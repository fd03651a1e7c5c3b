//! Content-addressed object kinds (C1): Block, File, Directory, Commit.
//!
//! Ids are always lowercase 40-hex SHA-1. Files/Directories/Commits hash
//! a canonical byte form; Blocks hash their stored (possibly encrypted)
//! bytes directly — see [`sha1_hex`] and [`Commit::compute_id`].

use serde::{Deserialize, Serialize};
use sha1::{Digest, Sha1};

/// POSIX-style mode bits for dirents. Only the bits this core cares about
/// are modeled; the directory bit mirrors `S_IFDIR`.
pub const MODE_DIR: u32 = 0o040000;
pub const MODE_FILE: u32 = 0o100644;

pub fn is_dir_mode(mode: u32) -> bool {
    mode & 0o170000 == MODE_DIR
}

/// SHA-1 of arbitrary bytes, lowercase hex.
pub fn sha1_hex(bytes: &[u8]) -> String {
    let mut hasher = Sha1::new();
    hasher.update(bytes);
    hex::encode(hasher.finalize())
}

/// An entry inside a [`Directory`]: a name bound to a child object id plus
/// the metadata needed to rebuild a filesystem view (mode, mtime, size,
/// modifier) without re-reading the child.
#[derive(Debug, Clone, Serialize, Deserialize, PartialEq, Eq)]
pub struct Dirent {
    pub name: String,
    pub id: String,
    pub mode: u32,
    pub mtime: i64,
    pub size: u64,
    pub modifier: String,
}

impl Dirent {
    pub fn is_dir(&self) -> bool {
        is_dir_mode(self.mode)
    }
}

/// A directory object: a lex-sorted, name-unique set of dirents.
///
/// `entries` MUST be kept sorted by `name` before serialization — that's
/// what makes [`Directory::compute_id`] stable regardless of the order
/// entries were inserted in (P1: permuting inputs yields the same id).
#[derive(Debug, Clone, Serialize, Deserialize, PartialEq, Eq)]
pub struct Directory {
    pub version: u32,
    pub entries: Vec<Dirent>,
}

impl Directory {
    pub fn empty() -> Self {
        Directory {
            version: 1,
            entries: Vec::new(),
        }
    }

    /// Returns a new `Directory` with `entries` sorted by name. Construct
    /// directories through this rather than setting the field directly.
    pub fn new_sorted(mut entries: Vec<Dirent>) -> Self {
        entries.sort_by(|a, b| a.name.cmp(&b.name));
        Directory { version: 1, entries }
    }

    pub fn find(&self, name: &str) -> Option<&Dirent> {
        self.entries.iter().find(|e| e.name == name)
    }

    pub fn find_index(&self, name: &str) -> Option<usize> {
        self.entries.iter().position(|e| e.name == name)
    }

    /// Canonical serialization: JSON of the sorted-entry form.
    pub fn canonical_bytes(&self) -> Vec<u8> {
        serde_json::to_vec(self).expect("Directory serialization cannot fail")
    }

    pub fn compute_id(&self) -> String {
        sha1_hex(&self.canonical_bytes())
    }
}

/// A file object: the ordered list of block ids whose concatenation is the
/// file's bytes, plus the total size.
#[derive(Debug, Clone, Serialize, Deserialize, PartialEq, Eq)]
pub struct FileObject {
    pub version: u32,
    pub file_size: u64,
    pub block_ids: Vec<String>,
}

impl FileObject {
    pub fn new(block_ids: Vec<String>, file_size: u64) -> Self {
        FileObject {
            version: 1,
            file_size,
            block_ids,
        }
    }

    pub fn canonical_bytes(&self) -> Vec<u8> {
        serde_json::to_vec(self).expect("FileObject serialization cannot fail")
    }

    pub fn compute_id(&self) -> String {
        sha1_hex(&self.canonical_bytes())
    }
}

/// Encryption metadata carried on a commit for encrypted repositories.
#[derive(Debug, Clone, Serialize, Deserialize, PartialEq, Eq, Default)]
pub struct EncryptionInfo {
    pub encrypted: bool,
    pub enc_version: u32,
    pub magic: Option<String>,
    pub random_key: Option<String>,
    pub salt: Option<String>,
}

/// An immutable, content-addressed commit. `commit_id` is computed by
/// [`Commit::compute_id`] over exactly six fields, in
/// that order, with no separators — NOT over the whole canonical JSON
/// (unlike File/Directory). Changing any of those six fields changes the
/// id (P2); every other field may vary freely without affecting it.
#[derive(Debug, Clone, Serialize, Deserialize, PartialEq, Eq)]
pub struct Commit {
    pub commit_id: String,
    pub repo_id: String,
    pub root_id: String,
    pub parent_id: Option<String>,
    pub second_parent_id: Option<String>,
    pub creator_id: String,
    pub creator_name: String,
    pub desc: String,
    pub ctime: i64,
    pub repo_name: String,
    pub repo_desc: String,
    pub encryption: EncryptionInfo,
    pub new_merge: bool,
    pub conflict: bool,
}

impl Commit {
    /// SHA-1 of `root_id ‖ creator_id ‖ creator_name ‖ desc ‖
    /// big-endian-u64(ctime)`, with no separators between fields.
    pub fn compute_id(
        root_id: &str,
        creator_id: &str,
        creator_name: &str,
        desc: &str,
        ctime: i64,
    ) -> String {
        let mut buf = Vec::new();
        buf.extend_from_slice(root_id.as_bytes());
        buf.extend_from_slice(creator_id.as_bytes());
        buf.extend_from_slice(creator_name.as_bytes());
        buf.extend_from_slice(desc.as_bytes());
        buf.extend_from_slice(&(ctime as u64).to_be_bytes());
        sha1_hex(&buf)
    }

    pub fn canonical_bytes(&self) -> Vec<u8> {
        serde_json::to_vec(self).expect("Commit serialization cannot fail")
    }
}

#[cfg(test)]
mod tests {
    use super::*;

    #[test]
    fn directory_id_is_order_independent() {
        let a = Dirent {
            name: "a.txt".into(),
            id: "0".repeat(40),
            mode: MODE_FILE,
            mtime: 0,
            size: 0,
            modifier: "u".into(),
        };
        let b = Dirent {
            name: "b.txt".into(),
            id: "1".repeat(40),
            mode: MODE_FILE,
            mtime: 0,
            size: 0,
            modifier: "u".into(),
        };
        let d1 = Directory::new_sorted(vec![a.clone(), b.clone()]);
        let d2 = Directory::new_sorted(vec![b, a]);
        assert_eq!(d1.compute_id(), d2.compute_id());
    }

    #[test]
    fn commit_id_depends_only_on_the_six_fields() {
        let id1 = Commit::compute_id("root", "u1", "User", "msg", 1000);
        let id2 = Commit::compute_id("root", "u1", "User", "msg", 1000);
        assert_eq!(id1, id2);

        let id3 = Commit::compute_id("root", "u1", "User", "different msg", 1000);
        assert_ne!(id1, id3);
    }

    #[test]
    fn mode_dir_bit() {
        assert!(is_dir_mode(MODE_DIR));
        assert!(!is_dir_mode(MODE_FILE));
    }
}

-=-=-

Above are some records; extract every one of them exactly.

§ Response to the exercise:
repository fd03651a1e7c5c3b
//! Content-addressed object kinds (C1): Block, File, Directory, Commit.
//!
//! Ids are always lowercase 40-hex SHA-1. Files/Directories/Commits hash
//! a canonical byte form; Blocks hash their stored (possibly encrypted)
//! bytes directly — see [`sha1_hex`] and [`Commit::compute_id`].

use serde::{Deserialize, Serialize};
use sha1::{Digest, Sha1};

/// POSIX-style mode bits for dirents. Only the bits this core cares about
/// are modeled; the directory bit mirrors `S_IFDIR`.
pub const MODE_DIR: u32 = 0o040000;
pub const MODE_FILE: u32 = 0o100644;

pub fn is_dir_mode(mode: u32) -> bool {
    mode & 0o170000 == MODE_DIR
}

/// SHA-1 of arbitrary bytes, lowercase hex.
pub fn sha1_hex(bytes: &[u8]) -> String {
    let mut hasher = Sha1::new();
    hasher.update(bytes);
    hex::encode(hasher.finalize())
}

/// An entry inside a [`Directory`]: a name bound to a child object id plus
/// the metadata needed to rebuild a filesystem view (mode, mtime, size,
/// modifier) without re-reading the child.
#[derive(Debug, Clone, Serialize, Deserialize, PartialEq, Eq)]
pub struct Dirent {
    pub name: String,
    pub id: String,
    pub mode: u32,
    pub mtime: i64,
    pub size: u64,
    pub modifier: String,
}

impl Dirent {
    pub fn is_dir(&self) -> bool {
        is_dir_mode(self.mode)
    }
}

/// A directory object: a lex-sorted, name-unique set of dirents.
///
/// `entries` MUST be kept sorted by `name` before serialization — that's
/// what makes [`Directory::compute_id`] stable regardless of the order
/// entries were inserted in (P1: permuting inputs yields the same id).
#[derive(Debug, Clone, Serialize, Deserialize, PartialEq, Eq)]
pub struct Directory {
    pub version: u32,
    pub entries: Vec<Dirent>,
}

impl Directory {
    pub fn empty() -> Self {
        Directory {
            version: 1,
            entries: Vec::new(),
        }
    }

    /// Returns a new `Directory` with `entries` sorted by name. Construct
    /// directories through this rather than setting the field directly.
    pub fn new_sorted(mut entries: Vec<Dirent>) -> Self {
        entries.sort_by(|a, b| a.name.cmp(&b.name));
        Directory { version: 1, entries }
    }

    pub fn find(&self, name: &str) -> Option<&Dirent> {
        self.entries.iter().find(|e| e.name == name)
    }

    pub fn find_index(&self, name: &str) -> Option<usize> {
        self.entries.iter().position(|e| e.name == name)
    }

    /// Canonical serialization: JSON of the sorted-entry form.
    pub fn canonical_bytes(&self) -> Vec<u8> {
        serde_json::to_vec(self).expect("Directory serialization cannot fail")
    }

    pub fn compute_id(&self) -> String {
        sha1_hex(&self.canonical_bytes())
    }
}

/// A file object: the ordered list of block ids whose concatenation is the
/// file's bytes, plus the total size.
#[derive(Debug, Clone, Serialize, Deserialize, PartialEq, Eq)]
pub struct FileObject {
    pub version: u32,
    pub file_size: u64,
    pub block_ids: Vec<String>,
}

impl FileObject {
    pub fn new(block_ids: Vec<String>, file_size: u64) -> Self {
        FileObject {
            version: 1,
            file_size,
            block_ids,
        }
    }

    pub fn canonical_bytes(&self) -> Vec<u8> {
        serde_json::to_vec(self).expect("FileObject serialization cannot fail")
    }

    pub fn compute_id(&self) -> String {
        sha1_hex(&self.canonical_bytes())
    }
}

/// Encryption metadata carried on a commit for encrypted repositories.
#[derive(Debug, Clone, Serialize, Deserialize, PartialEq, Eq, Default)]
pub struct EncryptionInfo {
    pub encrypted: bool,
    pub enc_version: u32,
    pub magic: Option<String>,
    pub random_key: Option<String>,
    pub salt: Option<String>,
}

/// An immutable, content-addressed commit. `commit_id` is computed by
/// [`Commit::compute_id`] over exactly six fields, in
/// that order, with no separators — NOT over the whole canonical JSON
/// (unlike File/Directory). Changing any of those six fields changes the
/// id (P2); every other field may vary freely without affecting it.
#[derive(Debug, Clone, Serialize, Deserialize, PartialEq, Eq)]
pub struct Commit {
    pub commit_id: String,
    pub repo_id: String,
    pub root_id: String,
    pub parent_id: Option<String>,
    pub second_parent_id: Option<String>,
    pub creator_id: String,
    pub creator_name: String,
    pub desc: String,
    pub ctime: i64,
    pub repo_name: String,
    pub repo_desc: String,
    pub encryption: EncryptionInfo,
    pub new_merge: bool,
    pub conflict: bool,
}

impl Commit {
    /// SHA-1 of `root_id ‖ creator_id ‖ creator_name ‖ desc ‖
    /// big-endian-u64(ctime)`, with no separators between fields.
    pub fn compute_id(
        root_id: &str,
        creator_id: &str,
        creator_name: &str,
        desc: &str,
        ctime: i64,
    ) -> String {
        let mut buf = Vec::new();
        buf.extend_from_slice(root_id.as_bytes());
        buf.extend_from_slice(creator_id.as_bytes());
        buf.extend_from_slice(creator_name.as_bytes());
        buf.extend_from_slice(desc.as_bytes());
        buf.extend_from_slice(&(ctime as u64).to_be_bytes());
        sha1_hex(&buf)
    }

    pub fn canonical_bytes(&self) -> Vec<u8> {
        serde_json::to_vec(self).expect("Commit serialization cannot fail")
    }
}

#[cfg(test)]
mod tests {
    use super::*;

    #[test]
    fn directory_id_is_order_independent() {
        let a = Dirent {
            name: "a.txt".into(),
            id: "0".repeat(40),
            mode: MODE_FILE,
            mtime: 0,
            size: 0,
            modifier: "u".into(),
        };
        let b = Dirent {
            name: "b.txt".into(),
            id: "1".repeat(40),
            mode: MODE_FILE,
            mtime: 0,
            size: 0,
            modifier: "u".into(),
        };
        let d1 = Directory::new_sorted(vec![a.clone(), b.clone()]);
        let d2 = Directory::new_sorted(vec![b, a]);
        assert_eq!(d1.compute_id(), d2.compute_id());
    }

    #[test]
    fn commit_id_depends_only_on_the_six_fields() {
        let id1 = Commit::compute_id("root", "u1", "User", "msg", 1000);
        let id2 = Commit::compute_id("root", "u1", "User", "msg", 1000);
        assert_eq!(id1, id2);

        let id3 = Commit::compute_id("root", "u1", "User", "different msg", 1000);
        assert_ne!(id1, id3);
    }

    #[test]
    fn mode_dir_bit() {
        assert!(is_dir_mode(MODE_DIR));
        assert!(!is_dir_mode(MODE_FILE));
    }
}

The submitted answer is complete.